Par Bénédicte Kukla, Senior Investment Strategist, Indosuez Wealth Management
Le pessimisme croissant à l’égard de l’économie américaine et la fin prochaine du cycle de hausse des taux de la Fed font perdre au dollar une partie de son éclat, tandis que d’autres devises attendent leur heure de gloire. L’euro pourrait émerger en tête, mais le franc suisse a également bien résisté, même s’il lui reste encore du chemin à parcourir. Grand gagnant de ce début d’année 2023, l’or devrait se maintenir.
LE DOLLAR
- USD
Moins fringant
L’indice dollar (DXY), qui mesure la vigueur de la monnaie par rapport à un panier de devises concurrentes, s’est établi à 102 au 19 avril, en baisse de 2 % depuis la mi-mars, mais en hausse de 1 % par rapport à la même période de l’année dernière. Après le rebond enregistré début mars, la fragilité du contexte économique et les anticipations concernant les taux directeurs plombent le billet vert.

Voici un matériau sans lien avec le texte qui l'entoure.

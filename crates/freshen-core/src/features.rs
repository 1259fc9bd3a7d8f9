//! Capability flags declared by a backend

use std::fmt;
use std::ops::{BitOr, BitOrAssign};

use serde::{Deserialize, Serialize};

/// Immutable capability flag set of a backend instance
///
/// Declared once at initialization and never changed afterwards. The bit
/// values are fixed so the set can be serialized across a host/plugin
/// boundary and stay interoperable between implementations.
#[derive(Clone, Copy, PartialEq, Eq, Default, Serialize, Deserialize)]
#[serde(transparent)]
pub struct BackendFeatures(u32);

impl BackendFeatures {
    /// No optional capabilities
    pub const NONE: Self = Self(0x00);
    /// The backend may emit progress reports during a check
    pub const CHECK_PROGRESS: Self = Self(0x01);
    /// `trigger_updates` may be called at all
    pub const TRIGGER_INSTALL: Self = Self(0x02);
    /// `trigger_updates` may be called with tracking requested
    pub const PARALLEL_TRIGGER: Self = Self(0x04);
    /// `create_installer` may be called
    pub const PERFORM_INSTALL: Self = Self(0x08);
    /// All defined capabilities
    pub const ALL: Self = Self(0x0F);

    /// Build a set from raw bits, dropping undefined bits
    pub const fn from_bits(bits: u32) -> Self {
        Self(bits & Self::ALL.0)
    }

    /// Raw bit representation
    pub const fn bits(self) -> u32 {
        self.0
    }

    /// Whether every flag in `other` is present in `self`
    pub const fn contains(self, other: Self) -> bool {
        self.0 & other.0 == other.0
    }

    /// Whether no flag is set
    pub const fn is_empty(self) -> bool {
        self.0 == 0
    }
}

impl BitOr for BackendFeatures {
    type Output = Self;

    fn bitor(self, rhs: Self) -> Self {
        Self(self.0 | rhs.0)
    }
}

impl BitOrAssign for BackendFeatures {
    fn bitor_assign(&mut self, rhs: Self) {
        self.0 |= rhs.0;
    }
}

impl fmt::Debug for BackendFeatures {
    fn fmt(&self, f: &mut fmt::Formatter<'_>) -> fmt::Result {
        const NAMES: [(BackendFeatures, &str); 4] = [
            (BackendFeatures::CHECK_PROGRESS, "CHECK_PROGRESS"),
            (BackendFeatures::TRIGGER_INSTALL, "TRIGGER_INSTALL"),
            (BackendFeatures::PARALLEL_TRIGGER, "PARALLEL_TRIGGER"),
            (BackendFeatures::PERFORM_INSTALL, "PERFORM_INSTALL"),
        ];

        if self.is_empty() {
            return write!(f, "BackendFeatures(NONE)");
        }

        write!(f, "BackendFeatures(")?;
        let mut first = true;
        for (flag, name) in NAMES {
            if self.contains(flag) {
                if !first {
                    write!(f, " | ")?;
                }
                write!(f, "{name}")?;
                first = false;
            }
        }
        write!(f, ")")
    }
}
//! Error types for the updater driver

use thiserror::Error;

use freshen_core::BackendError;

/// Result type alias for driver operations
pub type Result<T> = std::result::Result<T, UpdaterError>;

/// Errors the driver reports synchronously to the host
///
/// Everything that happens during a running check or install arrives as an
/// event instead; these cover caller mistakes and the initialization
/// handshake.
#[derive(Debug, Error)]
pub enum UpdaterError {
    /// The backend reported an error, typically from the handshake
    #[error("Backend error: {source}")]
    Backend {
        #[from]
        source: BackendError,
    },

    /// A check session is already running on this instance
    #[error("A check session is already running")]
    CheckInProgress,

    /// A previous installer launch is still in flight
    #[error("An installer launch is already in progress")]
    TriggerInProgress,

    /// The backend does not declare the capability this call needs
    #[error("Backend does not declare {feature}")]
    UnsupportedFeature { feature: &'static str },
}
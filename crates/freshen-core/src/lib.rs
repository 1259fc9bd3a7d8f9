//! Backend contract for pluggable update checking and installation
//!
//! A host application drives interchangeable updater backends through the
//! [`UpdaterBackend`] trait. Backends declare their optional capabilities once
//! via [`BackendFeatures`] and report all asynchronous outcomes over an
//! [`EventBus`]; the check and install-trigger lifecycles are guarded by the
//! [`CheckSession`] and [`InstallTrigger`] state machines.

pub mod authorizer;
pub mod backend;
pub mod config;
pub mod error;
pub mod events;
pub mod features;
pub mod info;
pub mod installer;
pub mod session;
pub mod trigger;

pub use authorizer::{AdminAuthorizer, NoElevation};
pub use backend::UpdaterBackend;
pub use config::{string_list, ConfigProvider, MemoryConfig};
pub use error::{BackendError, Result};
pub use events::{valid_progress, BackendEvent, EventBus, PROGRESS_INDETERMINATE};
pub use features::BackendFeatures;
pub use info::{SecondaryInfo, UpdateInfo};
pub use installer::UpdateInstaller;
pub use session::{CheckResult, CheckSession, CheckState};
pub use trigger::{InstallOutcome, InstallTrigger, TriggerState};
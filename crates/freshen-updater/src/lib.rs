//! Host-side driver for freshen update backends
//!
//! [`Updater`] owns one backend, performs the initialization handshake,
//! enforces the capability gating and lifecycle rules of the contract, caches
//! check results, and re-publishes backend events to the host.
//! [`UpdateScheduler`] re-runs checks on a fixed interval.

pub mod error;
pub mod scheduler;
pub mod updater;

pub use error::{Result, UpdaterError};
pub use scheduler::UpdateScheduler;
pub use updater::{Updater, UpdaterState};
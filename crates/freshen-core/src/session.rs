//! Check-session lifecycle: one run of the check-for-updates state machine

use serde::{Deserialize, Serialize};

use crate::error::{BackendError, Result};
use crate::info::UpdateInfo;

/// Final report of one check session
///
/// `updates` preserves discovery order. `success = false` means "an error
/// occurred" regardless of contents; a backend may still hand over partial
/// results with it.
#[derive(Debug, Clone, Default, PartialEq, Serialize, Deserialize)]
pub struct CheckResult {
    pub success: bool,
    pub updates: Vec<UpdateInfo>,
}

impl CheckResult {
    /// Successful completion with the discovered updates
    pub fn ok(updates: Vec<UpdateInfo>) -> Self {
        Self {
            success: true,
            updates,
        }
    }

    /// Failed completion with no results
    pub fn failed() -> Self {
        Self {
            success: false,
            updates: Vec::new(),
        }
    }
}

/// Lifecycle states of a check session
#[derive(Debug, Clone, Copy, PartialEq, Eq, Default, Serialize, Deserialize)]
pub enum CheckState {
    /// No session running; a new one may begin
    #[default]
    Idle,
    /// A check is in flight
    Checking,
    /// Cancellation was requested while checking
    Aborting,
    /// The session reported its result; reset before starting another
    Done,
}

/// Guards the `Idle → Checking → Done` lifecycle with an `Aborting` sub-state
///
/// One instance tracks one session slot. At most one session is active at a
/// time and its completion is recorded at most once; a completed slot must be
/// [`reset`](Self::reset) before the next session may begin.
#[derive(Debug, Default)]
pub struct CheckSession {
    state: CheckState,
    forced: bool,
}

impl CheckSession {
    /// Create an idle session slot
    pub fn new() -> Self {
        Self::default()
    }

    /// Current lifecycle state
    pub fn state(&self) -> CheckState {
        self.state
    }

    /// Whether a check is in flight (`Checking` or `Aborting`)
    pub fn is_active(&self) -> bool {
        matches!(self.state, CheckState::Checking | CheckState::Aborting)
    }

    /// Whether the pending abort, if any, was forced
    pub fn abort_forced(&self) -> bool {
        self.forced
    }

    /// Start a new session
    ///
    /// Legal only from `Idle`.
    pub fn begin(&mut self) -> Result<()> {
        match self.state {
            CheckState::Idle => {
                self.state = CheckState::Checking;
                self.forced = false;
                Ok(())
            }
            other => Err(BackendError::state(format!(
                "cannot start a check from {other:?}"
            ))),
        }
    }

    /// Request cancellation of the active check
    ///
    /// Transitions to `Aborting` only from `Checking` and returns `true`;
    /// anywhere else the call is a no-op returning `false`. A forced request
    /// upgrades a pending soft one.
    pub fn request_abort(&mut self, force: bool) -> bool {
        match self.state {
            CheckState::Checking => {
                self.state = CheckState::Aborting;
                self.forced = force;
                true
            }
            CheckState::Aborting if force && !self.forced => {
                self.forced = true;
                true
            }
            _ => false,
        }
    }

    /// Record that the session reported its result
    ///
    /// Legal from `Checking` or `Aborting`, at most once per session.
    pub fn complete(&mut self) -> Result<()> {
        match self.state {
            CheckState::Checking | CheckState::Aborting => {
                self.state = CheckState::Done;
                Ok(())
            }
            other => Err(BackendError::state(format!(
                "cannot complete a check from {other:?}"
            ))),
        }
    }

    /// Make the slot available for the next session
    ///
    /// Returns `true` when a completed session was cleared.
    pub fn reset(&mut self) -> bool {
        if self.state == CheckState::Done {
            self.state = CheckState::Idle;
            self.forced = false;
            true
        } else {
            false
        }
    }
}
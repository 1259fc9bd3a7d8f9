//! Install-trigger lifecycle: one run of the installer-launch state machine

use serde::{Deserialize, Serialize};

use crate::error::{BackendError, Result};

/// Final report of one tracked installer launch
#[derive(Debug, Clone, Copy, PartialEq, Eq, Serialize, Deserialize)]
pub struct InstallOutcome {
    pub success: bool,
}

impl InstallOutcome {
    pub fn new(success: bool) -> Self {
        Self { success }
    }
}

/// Lifecycle states of an installer launch
#[derive(Debug, Clone, Copy, PartialEq, Eq, Default, Serialize, Deserialize)]
pub enum TriggerState {
    /// No launch attempted, or the last attempt failed
    #[default]
    Idle,
    /// A launch request is with the backend
    Launching,
    /// The installer runs detached; fire-and-forget, terminal for the invocation
    LaunchedUntracked,
    /// The installer runs and its completion will be reported
    Tracking,
    /// The tracked install reported its outcome
    Installed,
}

/// Guards the `Idle → Launching → {LaunchedUntracked, Tracking → Installed}`
/// lifecycle
///
/// The slot is reusable: a new invocation may begin once the previous one is
/// no longer in flight (`Idle`, `LaunchedUntracked` or `Installed`).
#[derive(Debug, Default)]
pub struct InstallTrigger {
    state: TriggerState,
}

impl InstallTrigger {
    /// Create an idle trigger slot
    pub fn new() -> Self {
        Self::default()
    }

    /// Current lifecycle state
    pub fn state(&self) -> TriggerState {
        self.state
    }

    /// Whether a launch or tracked install is in flight
    pub fn in_flight(&self) -> bool {
        matches!(self.state, TriggerState::Launching | TriggerState::Tracking)
    }

    /// Start a new launch invocation
    ///
    /// Legal unless a previous invocation is still in flight.
    pub fn begin(&mut self) -> Result<()> {
        if self.in_flight() {
            return Err(BackendError::state(format!(
                "cannot launch an installer from {:?}",
                self.state
            )));
        }
        self.state = TriggerState::Launching;
        Ok(())
    }

    /// Record that the launch failed; the slot returns to `Idle`
    pub fn launch_failed(&mut self) -> Result<()> {
        match self.state {
            TriggerState::Launching => {
                self.state = TriggerState::Idle;
                Ok(())
            }
            other => Err(BackendError::state(format!(
                "no launch in progress ({other:?})"
            ))),
        }
    }

    /// Record a successful launch
    ///
    /// With `tracked = false` the invocation is terminal; with `tracked =
    /// true` the backend has committed to reporting exactly one outcome.
    pub fn launched(&mut self, tracked: bool) -> Result<()> {
        match self.state {
            TriggerState::Launching => {
                self.state = if tracked {
                    TriggerState::Tracking
                } else {
                    TriggerState::LaunchedUntracked
                };
                Ok(())
            }
            other => Err(BackendError::state(format!(
                "no launch in progress ({other:?})"
            ))),
        }
    }

    /// Record the outcome of a tracked install
    ///
    /// Legal only from `Tracking`, at most once per invocation.
    pub fn installed(&mut self) -> Result<()> {
        match self.state {
            TriggerState::Tracking => {
                self.state = TriggerState::Installed;
                Ok(())
            }
            other => Err(BackendError::state(format!(
                "no tracked install in progress ({other:?})"
            ))),
        }
    }
}
//! Workspace-level integration tests for the freshen crates
//!
//! The actual test suites live under `tests/`; they drive scripted mock
//! backends through the full contract via the public APIs of `freshen-core`
//! and `freshen-updater`.
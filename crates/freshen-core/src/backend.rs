//! The polymorphic backend contract

use std::sync::Arc;

use async_trait::async_trait;

use crate::config::ConfigProvider;
use crate::error::Result;
use crate::events::EventBus;
use crate::features::BackendFeatures;
use crate::info::{SecondaryInfo, UpdateInfo};
use crate::installer::UpdateInstaller;

/// Core trait every updater backend implements
///
/// Lifecycle: construct, [`initialize`](Self::initialize) exactly once, then
/// drive checks and triggers. A failed handshake makes the instance unusable
/// and it must be discarded. All outcome reporting goes through the bus
/// returned by [`events`](Self::events); subscribe before issuing a
/// triggering call.
///
/// Every method here is non-blocking from the caller's perspective: checks
/// and installs run on background tasks and report through the bus. Invoking
/// a member whose capability flag is absent is a caller error; a backend may
/// ignore such a call or treat it as if the flag were absent, but it must
/// never panic over it.
#[async_trait]
pub trait UpdaterBackend: Send + Sync {
    /// Stable identifier of this backend implementation
    fn key(&self) -> &str;

    /// Immutable capability flags, fixed for the lifetime of the instance
    fn features(&self) -> BackendFeatures;

    /// One-time handshake handing over the settings source
    ///
    /// Must complete successfully before any other method is called.
    async fn initialize(&mut self, config: Arc<dyn ConfigProvider>) -> Result<()>;

    /// Settings handed over at initialization; `None` before the handshake
    fn config(&self) -> Option<Arc<dyn ConfigProvider>>;

    /// Event bus carrying progress and completion signals
    fn events(&self) -> &EventBus;

    /// Begin one check session
    ///
    /// Must return before the check completes; the final `CheckDone` event
    /// follows on the bus, at most once per session and never before this
    /// call has returned. Only checks cheap enough to be negligible (say,
    /// reading one local file) may block briefly instead.
    async fn check_for_updates(&self);

    /// Cancel an active check
    ///
    /// Soft requests (`force = false`) are advisory and may be outrun by
    /// natural completion. Forced requests must stop the session as fast as
    /// possible, even into an inconsistent internal state, and still produce
    /// a final `CheckDone`. A no-op outside an active session.
    async fn abort(&self, force: bool);

    /// Launch the external installer
    ///
    /// Requires `TRIGGER_INSTALL`; `track = true` additionally requires
    /// `PARALLEL_TRIGGER`. `infos` is advisory targeting information the
    /// backend may ignore. Returns whether an installer was launched, not
    /// whether installation succeeds. Accepting a legally tracked request
    /// commits the backend to exactly one `TriggerInstallDone` event.
    async fn trigger_updates(&self, _infos: &[UpdateInfo], _track: bool) -> bool {
        false
    }

    /// Create a handle for an install this process drives itself
    ///
    /// Requires `PERFORM_INSTALL`. `None` is allowed even with the flag set;
    /// the flag declares the capability, not a per-call guarantee.
    async fn create_installer(&self) -> Option<Box<dyn UpdateInstaller>> {
        None
    }

    /// Which `data` entry is suitable as a secondary display column
    fn secondary_info(&self) -> Option<SecondaryInfo> {
        None
    }
}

Les perspectives de la Fed resteront déterminantes pour la devise américaine. Selon nos collègues de CACIB, le dollar a historiquement eu tendance à s’apprécier de 2 % en moyenne au cours des trois mois précédant la dernière hausse des taux, avant de perdre du terrain – principalement par rapport au yen, au franc suisse et à l’euro – une fois que la Fed a marqué une pause.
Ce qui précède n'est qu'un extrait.